Ryan, Casey M., Mathew Williams, and John Grace. “Above‐and belowground carbon stocks in a miombo woodland landscape of Mozambique.” Biotropica 43.4 (2011): 423-432.

Run this in silvR using:

> mstems$AGB_Ryan11 <- calculateBiomass(mstems$DBH)

Recall that we can view summary statistics using the R summary function:

> summary(mstems$AGB_Ryan11)
Min.  1st Qu.   Median     Mean  3rd Qu.     Max.
0.003714 0.014319 0.050140 0.218266 0.183587 7.424314

We can also use other allometric models. For example:

> mstems$AGB_Mugasha14 <- calculateBiomass(mstems$DBH, model = 'Mugasha14')
> mstems$AGB_Mutakele09<- calculateBiomass(mstems$DBH, model = 'Mutakele09')

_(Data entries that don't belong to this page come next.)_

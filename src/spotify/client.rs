use color_eyre::{eyre::eyre, Result};
use reqwest::header::RETRY_AFTER;
use reqwest::{Method, RequestBuilder, StatusCode};
use serde::de::DeserializeOwned;
use sha2::{Digest, Sha256};

use crate::config::SpotifyConfig;
use crate::spotify::api_types::{
  ApiArtist, ApiCursorPaging, ApiErrorBody, ApiPaging, ApiPlayBody, ApiPlayHistory, ApiPlaylist,
  ApiPlaylistItem, ApiRemoveTracks, ApiSnapshot, ApiTrackRef, ApiTrackUris, ApiTransferBody,
  ApiUser,
};
use crate::spotify::error::{SpotifyError, SpotifyResult};
use crate::spotify::types::{
  Artist, Page, PlayHistory, PlayRequest, Playlist, PlaylistItem, PlaylistSummary, User,
};

const USER_AGENT: &str = concat!("sp9s/", env!("CARGO_PKG_VERSION"));

/// Spotify Web API client wrapper
#[derive(Clone)]
pub struct SpotifyClient {
  http: reqwest::Client,
  base_url: String,
  token: Option<String>,
}

impl SpotifyClient {
  pub fn new(config: &SpotifyConfig, token: Option<String>) -> Result<Self> {
    let http = reqwest::Client::builder()
      .user_agent(USER_AGENT)
      .timeout(config.timeout())
      .build()
      .map_err(|e| eyre!("Failed to create HTTP client: {}", e))?;

    Ok(Self::with_http(http, &config.api_url, token))
  }

  pub fn with_http(http: reqwest::Client, base_url: &str, token: Option<String>) -> Self {
    Self {
      http,
      base_url: base_url.trim_end_matches('/').to_string(),
      token,
    }
  }

  /// The bearer credential, or a precondition failure when there is none.
  fn credential(&self) -> SpotifyResult<&str> {
    self
      .token
      .as_deref()
      .filter(|t| !t.trim().is_empty())
      .ok_or(SpotifyError::MissingCredential)
  }

  /// Short digest of the credential, used to keep one account's cached
  /// `/me` responses away from another's.
  pub fn account(&self) -> String {
    match self.credential() {
      Ok(token) => hex::encode(&Sha256::digest(token.as_bytes())[..8]),
      Err(_) => "anonymous".to_string(),
    }
  }

  fn request(&self, method: Method, path: &str) -> SpotifyResult<RequestBuilder> {
    let token = self.credential()?;
    Ok(
      self
        .http
        .request(method, format!("{}{}", self.base_url, path))
        .bearer_auth(token),
    )
  }

  async fn send(&self, request: RequestBuilder) -> SpotifyResult<reqwest::Response> {
    let response = request.send().await?;
    let status = response.status();
    if status.is_success() {
      return Ok(response);
    }

    let retry_after = response
      .headers()
      .get(RETRY_AFTER)
      .and_then(|v| v.to_str().ok())
      .and_then(|v| v.parse().ok());
    let body = response.text().await.unwrap_or_default();
    let message = serde_json::from_str::<ApiErrorBody>(&body)
      .map(|b| b.error.message)
      .unwrap_or(body);

    Err(match status {
      StatusCode::UNAUTHORIZED => SpotifyError::Unauthorized,
      StatusCode::FORBIDDEN => SpotifyError::Forbidden(message),
      StatusCode::TOO_MANY_REQUESTS => SpotifyError::RateLimited { retry_after },
      _ => SpotifyError::Status {
        status: status.as_u16(),
        message,
      },
    })
  }

  async fn decode<T: DeserializeOwned>(path: &str, response: reqwest::Response) -> SpotifyResult<T> {
    let bytes = response.bytes().await?;
    serde_json::from_slice(&bytes).map_err(|source| SpotifyError::Decode {
      endpoint: path.to_string(),
      source,
    })
  }

  async fn get<T: DeserializeOwned>(&self, path: &str, query: &[(&str, String)]) -> SpotifyResult<T> {
    let request = self.request(Method::GET, path)?.query(query);
    let response = self.send(request).await?;
    Self::decode(path, response).await
  }

  /// Get the current user's profile
  pub async fn current_user(&self) -> SpotifyResult<User> {
    let user: ApiUser = self.get("/me", &[]).await?;
    Ok(user.into())
  }

  /// Get one page of the current user's playlists
  pub async fn user_playlists(&self, offset: u32, limit: u32) -> SpotifyResult<Page<PlaylistSummary>> {
    let paging: ApiPaging<ApiPlaylist> = self
      .get(
        "/me/playlists",
        &[("offset", offset.to_string()), ("limit", limit.to_string())],
      )
      .await?;

    Ok(paging.into_page(ApiPlaylist::into_summary))
  }

  /// Get playlist details
  pub async fn playlist(&self, id: &str) -> SpotifyResult<Playlist> {
    let playlist: ApiPlaylist = self.get(&format!("/playlists/{}", id), &[]).await?;
    Ok(playlist.into_full())
  }

  /// Get one page of a playlist's tracks
  pub async fn playlist_tracks(
    &self,
    id: &str,
    offset: u32,
    limit: u32,
  ) -> SpotifyResult<Page<PlaylistItem>> {
    let paging: ApiPaging<ApiPlaylistItem> = self
      .get(
        &format!("/playlists/{}/tracks", id),
        &[("offset", offset.to_string()), ("limit", limit.to_string())],
      )
      .await?;

    Ok(paging.into_page(PlaylistItem::from))
  }

  /// Get artist details
  pub async fn artist(&self, id: &str) -> SpotifyResult<Artist> {
    let artist: ApiArtist = self.get(&format!("/artists/{}", id), &[]).await?;
    Ok(artist.into())
  }

  /// Get the current user's top artists
  pub async fn top_artists(&self, limit: u32) -> SpotifyResult<Page<Artist>> {
    let paging: ApiPaging<ApiArtist> = self
      .get("/me/top/artists", &[("limit", limit.to_string())])
      .await?;

    Ok(paging.into_page(Artist::from))
  }

  /// Get recently played tracks, newest first.
  ///
  /// `after_ms` restricts the result to plays after that unix timestamp.
  pub async fn recently_played(
    &self,
    limit: u32,
    after_ms: Option<i64>,
  ) -> SpotifyResult<Vec<PlayHistory>> {
    let mut query = vec![("limit", limit.to_string())];
    if let Some(after) = after_ms {
      query.push(("after", after.to_string()));
    }

    let paging: ApiCursorPaging<ApiPlayHistory> =
      self.get("/me/player/recently-played", &query).await?;

    Ok(paging.items.into_iter().map(PlayHistory::from).collect())
  }

  /// Append tracks to a playlist, returning the new snapshot id
  pub async fn add_tracks(&self, playlist_id: &str, uris: &[String]) -> SpotifyResult<String> {
    let path = format!("/playlists/{}/tracks", playlist_id);
    let request = self
      .request(Method::POST, &path)?
      .json(&ApiTrackUris { uris });

    let response = self.send(request).await?;
    let snapshot: ApiSnapshot = Self::decode(&path, response).await?;
    Ok(snapshot.snapshot_id)
  }

  /// Remove every occurrence of the tracks from a playlist, returning the new snapshot id
  pub async fn remove_tracks(&self, playlist_id: &str, uris: &[String]) -> SpotifyResult<String> {
    let path = format!("/playlists/{}/tracks", playlist_id);
    let body = ApiRemoveTracks {
      tracks: uris.iter().map(|uri| ApiTrackRef { uri }).collect(),
    };
    let request = self.request(Method::DELETE, &path)?.json(&body);

    let response = self.send(request).await?;
    let snapshot: ApiSnapshot = Self::decode(&path, response).await?;
    Ok(snapshot.snapshot_id)
  }

  /// Start or resume playback
  pub async fn play(&self, play: &PlayRequest) -> SpotifyResult<()> {
    let body = ApiPlayBody {
      context_uri: play.context_uri.as_deref(),
      uris: &play.uris,
    };
    let request = self
      .request(Method::PUT, "/me/player/play")?
      .query(&device_query(play.device_id.as_deref()))
      .json(&body);

    self.send(request).await?;
    Ok(())
  }

  pub async fn pause(&self, device_id: Option<&str>) -> SpotifyResult<()> {
    self
      .player_command(Method::PUT, "/me/player/pause", device_id)
      .await
  }

  pub async fn next_track(&self, device_id: Option<&str>) -> SpotifyResult<()> {
    self
      .player_command(Method::POST, "/me/player/next", device_id)
      .await
  }

  pub async fn previous_track(&self, device_id: Option<&str>) -> SpotifyResult<()> {
    self
      .player_command(Method::POST, "/me/player/previous", device_id)
      .await
  }

  /// Move playback to another device (e.g., a Web Playback SDK player)
  pub async fn transfer(&self, device_id: &str, play: bool) -> SpotifyResult<()> {
    let body = ApiTransferBody {
      device_ids: [device_id],
      play,
    };
    let request = self.request(Method::PUT, "/me/player")?.json(&body);

    self.send(request).await?;
    Ok(())
  }

  async fn player_command(
    &self,
    method: Method,
    path: &str,
    device_id: Option<&str>,
  ) -> SpotifyResult<()> {
    let request = self
      .request(method, path)?
      .query(&device_query(device_id))
      // Spotify rejects bodiless PUT/POST without a length
      .header(reqwest::header::CONTENT_LENGTH, 0);

    self.send(request).await?;
    Ok(())
  }
}

fn device_query(device_id: Option<&str>) -> Vec<(&'static str, String)> {
  device_id
    .map(|id| vec![("device_id", id.to_string())])
    .unwrap_or_default()
}

#[cfg(test)]
mod tests {
  use super::*;
  use mockito::{Matcher, Server, ServerGuard};
  use serde_json::json;

  fn client(server: &ServerGuard, token: Option<&str>) -> SpotifyClient {
    SpotifyClient::with_http(
      reqwest::Client::new(),
      &server.url(),
      token.map(String::from),
    )
  }

  #[test]
  fn test_account_fingerprint() {
    let server_url = "http://localhost:1";
    let a = SpotifyClient::with_http(reqwest::Client::new(), server_url, Some("tok-a".into()));
    let b = SpotifyClient::with_http(reqwest::Client::new(), server_url, Some("tok-b".into()));
    let none = SpotifyClient::with_http(reqwest::Client::new(), server_url, None);

    assert_eq!(a.account(), a.clone().account());
    assert_eq!(a.account().len(), 16);
    assert_ne!(a.account(), b.account());
    assert!(!a.account().contains("tok-a"));
    assert_eq!(none.account(), "anonymous");
  }

  #[tokio::test]
  async fn test_current_user_sends_bearer_token() {
    let mut server = Server::new_async().await;
    let mock = server
      .mock("GET", "/me")
      .match_header("authorization", "Bearer tok")
      .with_status(200)
      .with_header("content-type", "application/json")
      .with_body(json!({ "id": "u1", "display_name": "Ada", "followers": { "total": 4 } }).to_string())
      .create_async()
      .await;

    let user = client(&server, Some("tok")).current_user().await.unwrap();
    assert_eq!(user.id, "u1");
    assert_eq!(user.name(), "Ada");
    assert_eq!(user.followers, 4);
    mock.assert_async().await;
  }

  #[tokio::test]
  async fn test_missing_credential_sends_nothing() {
    let mut server = Server::new_async().await;
    let mock = server
      .mock("DELETE", Matcher::Any)
      .expect(0)
      .create_async()
      .await;

    for token in [None, Some("  ")] {
      let err = client(&server, token)
        .remove_tracks("p1", &["spotify:track:t1".to_string()])
        .await
        .unwrap_err();
      assert!(matches!(err, SpotifyError::MissingCredential));
    }
    mock.assert_async().await;
  }

  #[tokio::test]
  async fn test_playlist_tracks_passes_paging_params() {
    let mut server = Server::new_async().await;
    let mock = server
      .mock("GET", "/playlists/p1/tracks")
      .match_query(Matcher::AllOf(vec![
        Matcher::UrlEncoded("offset".into(), "50".into()),
        Matcher::UrlEncoded("limit".into(), "50".into()),
      ]))
      .with_status(200)
      .with_body(
        json!({ "items": [], "offset": 50, "limit": 50, "total": 50, "next": null }).to_string(),
      )
      .create_async()
      .await;

    let page = client(&server, Some("tok"))
      .playlist_tracks("p1", 50, 50)
      .await
      .unwrap();
    assert!(!page.has_more());
    assert_eq!(page.offset, 50);
    mock.assert_async().await;
  }

  #[tokio::test]
  async fn test_error_statuses_are_classified() {
    let mut server = Server::new_async().await;
    server
      .mock("GET", "/artists/forbidden")
      .with_status(403)
      .with_body(json!({ "error": { "status": 403, "message": "Insufficient client scope" } }).to_string())
      .create_async()
      .await;
    server
      .mock("GET", "/artists/limited")
      .with_status(429)
      .with_header("retry-after", "7")
      .create_async()
      .await;
    server
      .mock("GET", "/artists/broken")
      .with_status(502)
      .with_body("bad gateway")
      .create_async()
      .await;

    let client = client(&server, Some("tok"));

    match client.artist("forbidden").await.unwrap_err() {
      SpotifyError::Forbidden(message) => assert_eq!(message, "Insufficient client scope"),
      other => panic!("unexpected error: {other:?}"),
    }
    assert!(matches!(
      client.artist("limited").await.unwrap_err(),
      SpotifyError::RateLimited {
        retry_after: Some(7)
      }
    ));
    match client.artist("broken").await.unwrap_err() {
      SpotifyError::Status { status, message } => {
        assert_eq!(status, 502);
        assert_eq!(message, "bad gateway");
      }
      other => panic!("unexpected error: {other:?}"),
    }
  }

  #[tokio::test]
  async fn test_malformed_body_is_a_decode_error() {
    let mut server = Server::new_async().await;
    server
      .mock("GET", "/artists/a1")
      .with_status(200)
      .with_body("{\"id\": 42")
      .create_async()
      .await;

    let err = client(&server, Some("tok")).artist("a1").await.unwrap_err();
    assert!(matches!(err, SpotifyError::Decode { .. }));
  }

  #[tokio::test]
  async fn test_remove_tracks_sends_track_objects() {
    let mut server = Server::new_async().await;
    let mock = server
      .mock("DELETE", "/playlists/p1/tracks")
      .match_body(Matcher::Json(json!({
        "tracks": [{ "uri": "spotify:track:t1" }, { "uri": "spotify:track:t2" }]
      })))
      .with_status(200)
      .with_body(json!({ "snapshot_id": "snap2" }).to_string())
      .create_async()
      .await;

    let snapshot = client(&server, Some("tok"))
      .remove_tracks(
        "p1",
        &["spotify:track:t1".to_string(), "spotify:track:t2".to_string()],
      )
      .await
      .unwrap();
    assert_eq!(snapshot, "snap2");
    mock.assert_async().await;
  }

  #[tokio::test]
  async fn test_recently_played_after_cursor() {
    let mut server = Server::new_async().await;
    let mock = server
      .mock("GET", "/me/player/recently-played")
      .match_query(Matcher::AllOf(vec![
        Matcher::UrlEncoded("limit".into(), "10".into()),
        Matcher::UrlEncoded("after".into(), "1700000000000".into()),
      ]))
      .with_status(200)
      .with_body(
        json!({
          "items": [{
            "track": { "id": "t1", "uri": "spotify:track:t1", "name": "One", "artists": [], "duration_ms": 1000 },
            "played_at": "2024-05-01T12:00:00.000Z",
            "context": { "uri": "spotify:playlist:p1" }
          }],
          "next": null,
          "cursors": { "after": "1714564800000", "before": "1714564800000" }
        })
        .to_string(),
      )
      .create_async()
      .await;

    let plays = client(&server, Some("tok"))
      .recently_played(10, Some(1_700_000_000_000))
      .await
      .unwrap();
    assert_eq!(plays.len(), 1);
    assert_eq!(plays[0].context_uri.as_deref(), Some("spotify:playlist:p1"));
    mock.assert_async().await;
  }

  #[tokio::test]
  async fn test_play_targets_device() {
    let mut server = Server::new_async().await;
    let mock = server
      .mock("PUT", "/me/player/play")
      .match_query(Matcher::UrlEncoded("device_id".into(), "web-player".into()))
      .match_body(Matcher::Json(json!({ "uris": ["spotify:track:t1"] })))
      .with_status(204)
      .create_async()
      .await;

    let request = PlayRequest {
      context_uri: None,
      uris: vec!["spotify:track:t1".to_string()],
      device_id: Some("web-player".to_string()),
    };
    client(&server, Some("tok")).play(&request).await.unwrap();
    mock.assert_async().await;
  }
}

See documentation (?calculateBiomass) for all allometric models.

Note

Most allometric models only require DBH as input to calculate DBH, but be aware that some may require height or even species information. Some of these more advanced models for estimating aboveground biomass are used in silvR (Chave05 and Chave14), but we’ll return to these in the next section.

Aggregating structural parameters to plot scale

Most commonly we will want to express these structural parameters at plot scale. For example, basal area is usally expressed as the sum total of basal area of all trees, in units of m^2/ha.

We can use functions from base R to aggregate by plot:

> ba_plot <- aggregate(basal_area ~ plot_code, mstems, sum)

> ba_plot$basal_area <- ba_plot$basal_area / 0.25 # Because each plot is only 0.25 ha in size, and we want units of m^2/ha

> head(ba_plot)
  plot_code basal_area
1   plot_01   25.08409
2   plot_02   19.17778
3   plot_03   30.12648
4   plot_04   43.59910
5   plot_05   27.74461
6   plot_06   21.80926

Try to repeat this process to calculate stocking density and aboveground biomass at each plot.